Male vs. female
I e-mailed a similar question to Pros. Scott Santos of
Auburn University. He and his people have researched this species quite extensively. Here is our e-mail chat:
> Hello Scott Santos,
> While I was researching halocaridina rubra on the internet I came across pictures that you took in Hawaii. Very nice. I have one question at this time. Are there noticable differences between males and females? ie. color, size Does the female have a noticable saddle when she is producing eggs?
> Thank you in advance,
> Ken P
Nice to meet you and thanks for the email.
In my experience, there is no easy way to visually identify males vs females based on gross overall appearance like size and/or color. We have had some luck sexing individuals via microscopy, but it is labor intensive and not always easy.
Hope this helps,
Here is a thread from David Weese a doctorate student under Pros Santos.
As far as sexing the shrimp, I haven't had any luck.

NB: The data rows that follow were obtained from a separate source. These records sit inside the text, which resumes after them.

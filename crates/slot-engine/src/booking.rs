//! Book a chosen slot as a calendar event.
//!
//! Booking re-reads every participant's busy data and refuses slots that have
//! become busy since they were offered. Nothing is locked between that check
//! and the event insert.

use serde::{Deserialize, Serialize};

use crate::conflict::slot_conflicts;
use crate::error::{CollaboratorError, Result, SlotError};
use crate::scheduler::{fetch_all, normalize_participants};
use crate::source::BusySource;
use crate::types::CandidateSlot;

/// Fixed notice appended to every event description.
pub const SCHEDULED_NOTICE: &str =
    "This meeting was automatically scheduled by Meeting Management System.";

const EMAIL_REMINDER_MINUTES: i64 = 24 * 60;
const POPUP_REMINDER_MINUTES: i64 = 30;

#[derive(Debug, Clone, Copy, PartialEq, Eq, Default, Serialize, Deserialize)]
#[serde(rename_all = "snake_case")]
pub enum MeetingKind {
    #[default]
    InPerson,
    /// Online meetings ask the calendar provider for a conference link.
    Online,
}

/// User-facing details of the meeting being booked.
#[derive(Debug, Clone, Default, PartialEq, Eq, Serialize, Deserialize)]
pub struct EventDetails {
    pub title: String,
    #[serde(default)]
    pub description: Option<String>,
    #[serde(default)]
    pub room: Option<String>,
    #[serde(default)]
    pub kind: MeetingKind,
}

#[derive(Debug, Clone, PartialEq, Eq, Serialize)]
pub struct EventTime {
    pub date_time: String,
    pub time_zone: String,
}

#[derive(Debug, Clone, PartialEq, Eq, Serialize)]
pub struct Reminder {
    pub method: String,
    pub minutes: i64,
}

/// Event payload handed to the calendar writer.
#[derive(Debug, Clone, PartialEq, Eq, Serialize)]
pub struct EventRequest {
    pub summary: String,
    pub description: String,
    #[serde(skip_serializing_if = "Option::is_none")]
    pub location: Option<String>,
    pub start: EventTime,
    pub end: EventTime,
    pub attendees: Vec<String>,
    pub reminders: Vec<Reminder>,
    pub conference: bool,
}

/// What the calendar provider returns for an inserted event.
#[derive(Debug, Clone, PartialEq, Eq, Serialize, Deserialize)]
pub struct CreatedEvent {
    pub id: String,
    #[serde(default)]
    pub html_link: Option<String>,
}

/// A slot successfully booked as a calendar event.
#[derive(Debug, Clone, PartialEq)]
pub struct Booking {
    pub slot: CandidateSlot,
    pub event: CreatedEvent,
}

/// Creates events in the external calendar on the organizer's behalf.
pub trait CalendarWriter {
    fn insert_event(
        &self,
        event: &EventRequest,
    ) -> std::result::Result<CreatedEvent, CollaboratorError>;
}

impl<W: CalendarWriter + ?Sized> CalendarWriter for &W {
    fn insert_event(
        &self,
        event: &EventRequest,
    ) -> std::result::Result<CreatedEvent, CollaboratorError> {
        (**self).insert_event(event)
    }
}

fn describe(details: &EventDetails) -> String {
    let mut description = details.description.clone().unwrap_or_default();
    if !description.is_empty() {
        description.push_str("\n\n");
    }
    description.push_str(SCHEDULED_NOTICE);
    if let Some(room) = &details.room {
        description.push_str(&format!("\nMeeting Room: {}", room));
    }
    description
}

/// Build the event payload for a slot.
pub fn build_event_request(
    slot: &CandidateSlot,
    participants: &[String],
    details: &EventDetails,
) -> EventRequest {
    let time_zone = slot.timezone().name().to_string();
    EventRequest {
        summary: details.title.clone(),
        description: describe(details),
        location: details.room.clone(),
        start: EventTime {
            date_time: slot.start.to_rfc3339(),
            time_zone: time_zone.clone(),
        },
        end: EventTime {
            date_time: slot.end.to_rfc3339(),
            time_zone,
        },
        attendees: participants.to_vec(),
        reminders: vec![
            Reminder {
                method: "email".to_string(),
                minutes: EMAIL_REMINDER_MINUTES,
            },
            Reminder {
                method: "popup".to_string(),
                minutes: POPUP_REMINDER_MINUTES,
            },
        ],
        conference: details.kind == MeetingKind::Online,
    }
}

/// Pick the slot at `index` from a previously computed list.
pub fn select_slot(slots: &[CandidateSlot], index: usize) -> Result<&CandidateSlot> {
    slots.get(index).ok_or_else(|| {
        SlotError::SlotUnavailable(format!(
            "index {} out of range ({} slots offered)",
            index,
            slots.len()
        ))
    })
}

/// Re-check a slot against fresh busy data and book it.
///
/// # Errors
/// `SlotError::Fetch` if any participant's busy data cannot be read,
/// `SlotError::SlotUnavailable` if the slot now overlaps a busy interval,
/// `SlotError::Booking` if the calendar writer rejects the event.
pub fn book_slot<S: BusySource, W: CalendarWriter>(
    source: &S,
    writer: &W,
    participants: &[String],
    slot: &CandidateSlot,
    details: &EventDetails,
) -> Result<Booking> {
    let tz = slot.timezone();
    let date = slot.start.date_naive();
    let busy = fetch_all(source, participants, date, tz.name())?;
    let intervals = normalize_participants(&busy);

    let conflicts = slot_conflicts(slot, &intervals);
    if !conflicts.is_empty() {
        let overlap: i64 = conflicts.iter().map(|c| c.overlap_minutes).sum();
        return Err(SlotError::SlotUnavailable(format!(
            "{} conflicting busy interval(s), {} minutes of overlap",
            conflicts.len(),
            overlap
        )));
    }

    let request = build_event_request(slot, participants, details);
    let event = writer.insert_event(&request).map_err(SlotError::Booking)?;

    tracing::info!(
        event_id = %event.id,
        start = %slot.start.to_rfc3339(),
        attendees = participants.len(),
        "Booked meeting"
    );

    Ok(Booking {
        slot: slot.clone(),
        event,
    })
}
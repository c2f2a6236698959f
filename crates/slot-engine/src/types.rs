//! Interval types shared by every stage of the slot pipeline.
//!
//! All instants are absolute (`DateTime<Utc>`) until the final stage, where
//! candidate slots are localized to the target timezone for presentation.

use chrono::{DateTime, Utc};
use chrono_tz::Tz;
use serde::{Deserialize, Serialize};

/// A period during which a participant is unavailable. Always `end > start`.
#[derive(Debug, Clone, Copy, PartialEq, Eq, Hash, Serialize, Deserialize)]
pub struct BusyInterval {
    pub start: DateTime<Utc>,
    pub end: DateTime<Utc>,
}

impl BusyInterval {
    /// Build an interval, returning `None` when it has no positive duration.
    pub fn new(start: DateTime<Utc>, end: DateTime<Utc>) -> Option<Self> {
        (end > start).then_some(Self { start, end })
    }
}

/// Working-hours boundary of one calendar day in one timezone, in absolute time.
#[derive(Debug, Clone, Copy, PartialEq, Eq, Serialize, Deserialize)]
pub struct WorkingWindow {
    pub start: DateTime<Utc>,
    pub end: DateTime<Utc>,
}

impl WorkingWindow {
    pub fn duration_minutes(&self) -> i64 {
        (self.end - self.start).num_minutes()
    }
}

/// A whole local day, `[00:00, next 00:00)`, in absolute time. Busy data is
/// fetched over this range.
pub type DayWindow = WorkingWindow;

/// A free gap inside the working window.
#[derive(Debug, Clone, PartialEq, Serialize, Deserialize)]
pub struct FreeWindow {
    pub start: DateTime<Utc>,
    pub end: DateTime<Utc>,
    pub duration_minutes: i64,
}

/// A bookable fixed-length slot, localized to the target timezone.
///
/// Equality and ordering of `DateTime<Tz>` compare the underlying instants,
/// so slots in different zones for the same moment compare equal.
#[derive(Debug, Clone, PartialEq, Eq)]
pub struct CandidateSlot {
    pub start: DateTime<Tz>,
    pub end: DateTime<Tz>,
}

impl CandidateSlot {
    pub fn start_utc(&self) -> DateTime<Utc> {
        self.start.with_timezone(&Utc)
    }

    pub fn end_utc(&self) -> DateTime<Utc> {
        self.end.with_timezone(&Utc)
    }

    pub fn duration_minutes(&self) -> i64 {
        (self.end - self.start).num_minutes()
    }

    pub fn timezone(&self) -> Tz {
        self.start.timezone()
    }
}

When the females go reproductive its easy when they are carrying 12-24 eggs, but other then that I don't know. A couple of people have told me that when they go into reproductive mode you should be able to see the developing ovaries forming right behind the eyes in females or developing testes in males. However I have not been able to reliably sex them with any confidence yet.
Yet another question and answer:
Another question. Do you think this is a female?
> I suspect that the dark area on the shrimp's back are developing eggs.
> Ken P
I'm sorry to say, but I don't think you have a female there. What you are seeing is the hepatopancreas, which is part of the digestive system of arthropods like crustaceans and insects. Most people know it as the green spongy material that is encountered when they get up into the head area of their lobster dinner. I see it among individuals animals in my tanks at various intensities, some being more apparent (like your example) than others.